Un des policiers nous avait conduits à travers le bâtiment, jusqu'à une cellule où tu te trouvais. Après qu'il avait ouvert une petite trappe fixée sur la lourde porte qui te séparait de l'extérieur, je t'avais enfin vu.

Tu étais allongé sur un lit qui ressemblait à un lit de camp. Tes bras, inanimés, pendaient des deux côtés. Ta poitrine se soulevait doucement, et je m'étais senti légèrement soulagé. Tu ne semblais pas avoir subi la moindre torture.

- Il a dit qu'il était votre neveu, Gabriel Thomas. Est-ce que vous confirmez ?

Mon inquiétude atteignant son paroxysme, je n'avais pu m'empêcher de supplier mon père du regard, peu m'importait si le policier s'en apercevait.

- Oui.

Le mot avait franchi ses lèvres, simple, mais d'une netteté qui ne laissait place à aucun doute. Je m'étais senti libéré d'un poids, mais tu n'étais pas tiré d'affaires pour autant.

- Je vous amènerai ses papiers demain, il me semble que je les ai oubliés chez ma mère.

- Fâcheux, lors une période comme celle que nous traversons.

- Effectivement.

Les deux hommes avaient le regard plongé l'un dans celui de l'autre. La tension était palpable.

L'autre s'était finalement détourné pour annoncer :

- Retrouvé en état d'ébriété sur la voie publique et en possession d'un tract communiste ainsi que d'un paquet de cigarettes d'origine encore indéterminée. Pourriez-vous nous fournir quelques explications ?

Mon père avait soudainement pâli sans baisser les yeux pour autant. Il ne l'avait jamais fait, et encore moins devant un policier – même français. Les actions de certains de ces hommes nous donnaient toutes les raisons d'être fiers des nôtres.

- Non, j'en serais incapable. Il est mon neveu. Comme vous le savez, ma sœur est morte il y a des années de cela, mais ce n'est que très récemment que j'ai obtenu la garde de son fils. Il est assez dissipé, c'est pourquoi je ne me suis pas inquiété de sa disparition, et encore moins en début d'après-midi.

Le vichyste avait laissé échappé un rire moqueur qui m'avait profondément agacé. Je n'aimais pas les policiers alors il ferait mieux d'éviter de me donner du plomb car celui-ci risquerait de finir entre ses deux yeux.

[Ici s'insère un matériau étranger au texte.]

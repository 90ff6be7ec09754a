//! Books repository

use sqlx::SqlitePool;

use super::{delete_referenced, LoanReference};
use crate::{
    config::ReferencePolicy,
    error::AppResult,
    types::{Book, BookForm},
};

const LIST_SQL: &str = r#"SELECT BookID AS id, Title AS title, AuthorID AS author_id,
       CategoryID AS category_id, ISBN AS isbn, Availability AS available
FROM Books ORDER BY BookID"#;

const GET_SQL: &str = r#"SELECT BookID AS id, Title AS title, AuthorID AS author_id,
       CategoryID AS category_id, ISBN AS isbn, Availability AS available
FROM Books WHERE BookID = ?1"#;

#[derive(Clone)]
pub struct BooksRepository {
    pool: SqlitePool,
    references: ReferencePolicy,
}

impl BooksRepository {
    pub fn new(pool: SqlitePool, references: ReferencePolicy) -> Self {
        Self { pool, references }
    }

    /// All books in insertion order
    pub async fn list(&self) -> AppResult<Vec<Book>> {
        let books = sqlx::query_as::<_, Book>(LIST_SQL).fetch_all(&self.pool).await?;
        Ok(books)
    }

    /// Insert a book; availability takes the column default. Returns the new id.
    pub async fn create(&self, book: &BookForm) -> AppResult<i64> {
        let result = sqlx::query("INSERT INTO Books (Title, AuthorID, CategoryID, ISBN) VALUES (?1, ?2, ?3, ?4)")
            .bind(&book.title)
            .bind(book.author_id)
            .bind(book.category_id)
            .bind(&book.isbn)
            .execute(&self.pool)
            .await?;
        Ok(result.last_insert_rowid())
    }

    pub async fn get(&self, id: i64) -> AppResult<Option<Book>> {
        let book = sqlx::query_as::<_, Book>(GET_SQL).bind(id).fetch_optional(&self.pool).await?;
        Ok(book)
    }

    /// Overwrite title, author, category and ISBN. Availability stays as stored.
    /// Returns the number of affected rows (0 for an unknown id).
    pub async fn update(&self, id: i64, book: &BookForm) -> AppResult<u64> {
        let result = sqlx::query(
            "UPDATE Books SET Title = ?1, AuthorID = ?2, CategoryID = ?3, ISBN = ?4 WHERE BookID = ?5",
        )
        .bind(&book.title)
        .bind(book.author_id)
        .bind(book.category_id)
        .bind(&book.isbn)
        .bind(id)
        .execute(&self.pool)
        .await?;
        Ok(result.rows_affected())
    }

    pub async fn delete(&self, id: i64) -> AppResult<u64> {
        delete_referenced(&self.pool, self.references, LoanReference::Book, "DELETE FROM Books WHERE BookID = ?1", id)
            .await
    }
}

- Il est vrai que nous n'avons pas l'habitude de retrouver des jeunes de cet âge-là saouls à peine le déjeuner terminé.

- Il ne s'est jamais remis de ce drame familial.

Après un très long soupir, l'homme s'était écarté pour ouvrir la porte et te laisser sortir. Presque gentiment, il t'avait tapoté la tête et soutenu légèrement pour éviter que tu ne t'effondres.

- On se rend coupable des crimes auxquels on assiste sans les dénoncer, récita t-il en conservant son sourire. Peut-être que je me rends responsable d'un crime, alors faites en sorte que cela n'arrive pas.

Si j'avais haï la plupart des policiers français que j'avais rencontrés, celui-ci me semblait aimable, presque amical. Peut-être que cela venait de son jeune âge, mais il t'avait laissé sortir sans réclamer la moindre pièce d'identité ou la moindre information supplémentaire. Très étrange. J'étais à deux doigts de me demander s'il n'appartenait pas à un réseau de résistance, me rappelant que des informateurs étaient dispersés partout.

Mais là n'étais pas vraiment le problème. Tu avais une mine abominable et tu puais l'alcool. Mais qu'est-ce que tu avais fait ?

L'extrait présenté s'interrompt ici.